ASAP1-IT1在癌症的发生与发展中发挥着重要作用，其在卵巢癌中调控Hippo/YAP促进癌症进展，通过调节NSCLC中的miR-509-3p/YAP1轴影响癌细胞的增殖、侵袭和转移[10,13]。近期研究显示，YAP1在乳腺癌组织中的表达与甲基化酶DNMT3b呈负相关。本研究证明了在NSCLC中ASAP1-IT1与YAP1表达上调，可促进癌症进展。同时，RIP、Co-IP及BSP等实验结果证实，AⅢ可通过调节ASAP1-IT1的表达，影响DNMT3b对YAP1的作用，从而产生抑制作用。

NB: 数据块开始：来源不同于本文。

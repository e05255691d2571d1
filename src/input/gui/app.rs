//! Main GUI application loop.

use std::error::Error;

use egui::Context;
use egui_winit::State as EguiWinitState;
use log::{debug, error, info};
use winit::{
    dpi::{LogicalSize, PhysicalPosition, PhysicalSize},
    event::{ElementState, Event, MouseButton, Touch, TouchPhase, WindowEvent},
    event_loop::EventLoop,
    window::{CursorIcon, Window, WindowBuilder},
};

use crate::controllers::interactive::{ExplorerConfig, FrameOutcome, FrameReport, MandelbrotExplorer};
use crate::core::actions::evaluate_pixels::parallel_rayon::ParallelEvaluator;
use crate::core::data::pointer_sample::PointerSample;
use crate::input::gui::frame_clock::WindowFrameClock;
use crate::presenters::pixels::backend::{Overlay, PixelsBackend};

/// Touch ids come from the platform; the mouse gets one they never use.
const MOUSE_POINTER_ID: u64 = u64::MAX;

const WINDOW_TITLE: &str = "Mandelbrot Explorer";

type WindowExplorer = MandelbrotExplorer<ParallelEvaluator, PixelsBackend, WindowFrameClock>;

#[derive(Debug, Clone, Copy, PartialEq, Eq)]
enum UiAction {
    ZoomIn,
    ZoomOut,
    Reset,
}

struct GuiApp {
    window: &'static Window,
    explorer: WindowExplorer,
    scale_factor: f64,
    /// Last cursor position in logical pixels.
    cursor: (f64, f64),
    last_report: Option<FrameReport>,
    egui_ctx: Context,
    egui_state: EguiWinitState,
}

impl GuiApp {
    fn new(window: &'static Window, event_loop: &EventLoop<()>, config: ExplorerConfig) -> Self {
        let scale_factor = window.scale_factor();
        let egui_ctx = Context::default();

        let egui_state = EguiWinitState::new(
            egui_ctx.clone(),
            egui_ctx.viewport_id(),
            event_loop,
            Some(scale_factor as f32),
            None, // max_texture_side, use default
        );

        let mut explorer = MandelbrotExplorer::new(
            config,
            ParallelEvaluator,
            PixelsBackend::new(window),
            WindowFrameClock::new(window),
        );
        let _ = explorer.set_device_pixel_ratio(scale_factor);

        Self {
            window,
            explorer,
            scale_factor,
            cursor: (0.0, 0.0),
            last_report: None,
            egui_ctx,
            egui_state,
        }
    }

    fn logical(&self, position: PhysicalPosition<f64>) -> (f64, f64) {
        let logical = position.to_logical::<f64>(self.scale_factor);
        (logical.x, logical.y)
    }

    fn mouse_sample(&self) -> PointerSample {
        PointerSample::new(MOUSE_POINTER_ID, self.cursor.0, self.cursor.1)
    }

    fn handle_mouse_button(&mut self, state: ElementState, button: MouseButton) {
        if button != MouseButton::Left {
            return;
        }

        let sample = self.mouse_sample();
        let _ = match state {
            ElementState::Pressed => self.explorer.on_pointer_start(sample),
            ElementState::Released => self.explorer.on_pointer_end(sample),
        };
    }

    fn handle_touch(&mut self, touch: &Touch) {
        let (x, y) = self.logical(touch.location);
        let sample = PointerSample::new(touch.id, x, y);

        let _ = match touch.phase {
            TouchPhase::Started => self.explorer.on_pointer_start(sample),
            TouchPhase::Moved => self.explorer.on_pointer_move(sample),
            TouchPhase::Ended => self.explorer.on_pointer_end(sample),
            TouchPhase::Cancelled => self.explorer.on_pointer_cancel(sample),
        };
    }

    fn resize(&mut self, width: u32, height: u32) {
        if let Err(err) = self.explorer.backend_mut().resize_surface(width, height) {
            error!("failed to resize surface: {}", err);
        }

        if width == 0 || height == 0 {
            return;
        }

        let logical = PhysicalSize::new(width, height).to_logical::<f64>(self.scale_factor);
        self.explorer
            .set_size(logical.width.round() as u32, logical.height.round() as u32);
    }

    fn update_cursor(&self) {
        let icon = if self.explorer.is_interacting() {
            CursorIcon::Grabbing
        } else {
            CursorIcon::Grab
        };

        self.window.set_cursor_icon(icon);
    }

    /// The failed surface can no longer show egui, so the title carries the notice.
    fn show_unavailable(&self) {
        self.window
            .set_title(&format!("{} (rendering unavailable)", WINDOW_TITLE));
    }

    fn update_ui(&mut self) -> egui::FullOutput {
        let raw_input = self.egui_state.take_egui_input(self.window);
        let visible = self.explorer.zoom_controls_visible();
        let enabled = self.explorer.zoom_controls_enabled();
        let last_report = self.last_report;
        let mut action = None;

        let output = self.egui_ctx.run(raw_input, |ctx| {
            if !visible {
                return;
            }

            egui::Area::new(egui::Id::new("zoom_controls"))
                .anchor(egui::Align2::RIGHT_BOTTOM, [-12.0, -12.0])
                .show(ctx, |ui| {
                    ui.horizontal(|ui| {
                        if ui.add_enabled(enabled, egui::Button::new("+")).clicked() {
                            action = Some(UiAction::ZoomIn);
                        }
                        if ui.add_enabled(enabled, egui::Button::new("-")).clicked() {
                            action = Some(UiAction::ZoomOut);
                        }
                        if ui.add_enabled(enabled, egui::Button::new("Reset")).clicked() {
                            action = Some(UiAction::Reset);
                        }
                    });

                    if let Some(report) = last_report {
                        ui.label(format!(
                            "{}x{} in {} ms",
                            report.width_px,
                            report.height_px,
                            report.render_duration.as_millis()
                        ));
                    }
                });
        });

        match action {
            Some(UiAction::ZoomIn) => {
                let _ = self.explorer.zoom_in();
            }
            Some(UiAction::ZoomOut) => {
                let _ = self.explorer.zoom_out();
            }
            Some(UiAction::Reset) => {
                let _ = self.explorer.reset_view();
            }
            None => {}
        }

        output
    }

    fn redraw(&mut self) {
        let egui_output = self.update_ui();

        self.egui_state
            .handle_platform_output(self.window, egui_output.platform_output);

        let pixels_per_point = self.egui_ctx.pixels_per_point();
        let primitives = self.egui_ctx.tessellate(egui_output.shapes, pixels_per_point);

        self.explorer.backend_mut().set_overlay(Overlay {
            primitives,
            textures_delta: egui_output.textures_delta,
            pixels_per_point,
        });

        let Some(handle) = self.explorer.clock_mut().take_pending() else {
            return;
        };

        match self.explorer.on_animation_frame(handle) {
            FrameOutcome::Presented(report) => self.last_report = Some(report),
            FrameOutcome::Failed(_) => self.show_unavailable(),
            FrameOutcome::Stale | FrameOutcome::Skipped => {}
        }
    }

    /// Returns true if the event should exit the loop.
    fn handle_window_event(&mut self, event: &WindowEvent) -> bool {
        let egui_consumed = self.egui_state.on_window_event(self.window, event).consumed;

        match event {
            WindowEvent::CloseRequested => {
                self.explorer.stop();
                return true;
            }
            WindowEvent::RedrawRequested => self.redraw(),
            WindowEvent::Resized(size) => self.resize(size.width, size.height),
            WindowEvent::ScaleFactorChanged { scale_factor, .. } => {
                self.scale_factor = *scale_factor;
                self.egui_ctx.set_pixels_per_point(*scale_factor as f32);
                let _ = self.explorer.set_device_pixel_ratio(*scale_factor);

                let size = self.window.inner_size();
                self.resize(size.width, size.height);
            }
            WindowEvent::CursorMoved { position, .. } => {
                self.cursor = self.logical(*position);
                let _ = self.explorer.on_pointer_move(self.mouse_sample());
            }
            WindowEvent::CursorLeft { .. } => {
                let _ = self.explorer.on_pointer_leave(self.mouse_sample());
            }
            WindowEvent::MouseInput { state, button, .. } if !egui_consumed => {
                self.handle_mouse_button(*state, *button);
            }
            WindowEvent::MouseInput {
                state: ElementState::Released,
                ..
            } => {
                // Finish a drag even when it ends over the controls.
                let _ = self.explorer.on_pointer_end(self.mouse_sample());
            }
            WindowEvent::Touch(touch) if !egui_consumed || touch.phase != TouchPhase::Started => {
                self.handle_touch(touch);
            }
            _ => {}
        }

        self.update_cursor();
        false
    }
}

/// Runs the explorer in a window until it is closed.
pub fn run_gui(config: ExplorerConfig) -> Result<(), Box<dyn Error>> {
    let event_loop = EventLoop::new()?;

    // Leak the window to get a 'static reference for pixels
    let window: &'static Window = Box::leak(Box::new(
        WindowBuilder::new()
            .with_title(WINDOW_TITLE)
            .with_inner_size(LogicalSize::new(config.width, config.height))
            .with_min_inner_size(LogicalSize::new(100.0, 50.0))
            .build(&event_loop)?,
    ));

    let mut app = GuiApp::new(window, &event_loop, config);

    let size = window.inner_size();
    app.resize(size.width, size.height);

    if let Err(err) = app.explorer.start() {
        debug!("explorer did not start: {}", err);

        if !app.explorer.rendering_available() {
            app.show_unavailable();
        }
    }

    info!("explorer window open");

    event_loop.run(move |event, elwt| {
        if let Event::WindowEvent { event, window_id } = &event {
            if *window_id == window.id() && app.handle_window_event(event) {
                elwt.exit();
            }
        }
    })?;

    Ok(())
}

综上所述，本研究结果表明，ASAP1-IT1在非小细胞肺癌中表达上调，促进癌细胞增殖，并且与DNMT3b相互作用对细胞凋亡产生影响，证明了在A549细胞中YAP1受到ASAP1-IT1和DNMT3b的调控。TAⅢ处理和沉默ASAP1-IT1通过调节YAP1的甲基化影响A549细胞的增殖和凋亡，证明了TAⅢ通过ASAP1-IT1/DNMT3b/YAP1轴的作用机制，对A549细胞增殖和凋亡产生影响。我们初步认为ASAP1-IT1和YAP1可能是NSCLC的潜在治疗靶点，TAⅢ具有开发为NSCLC治疗药物的潜力。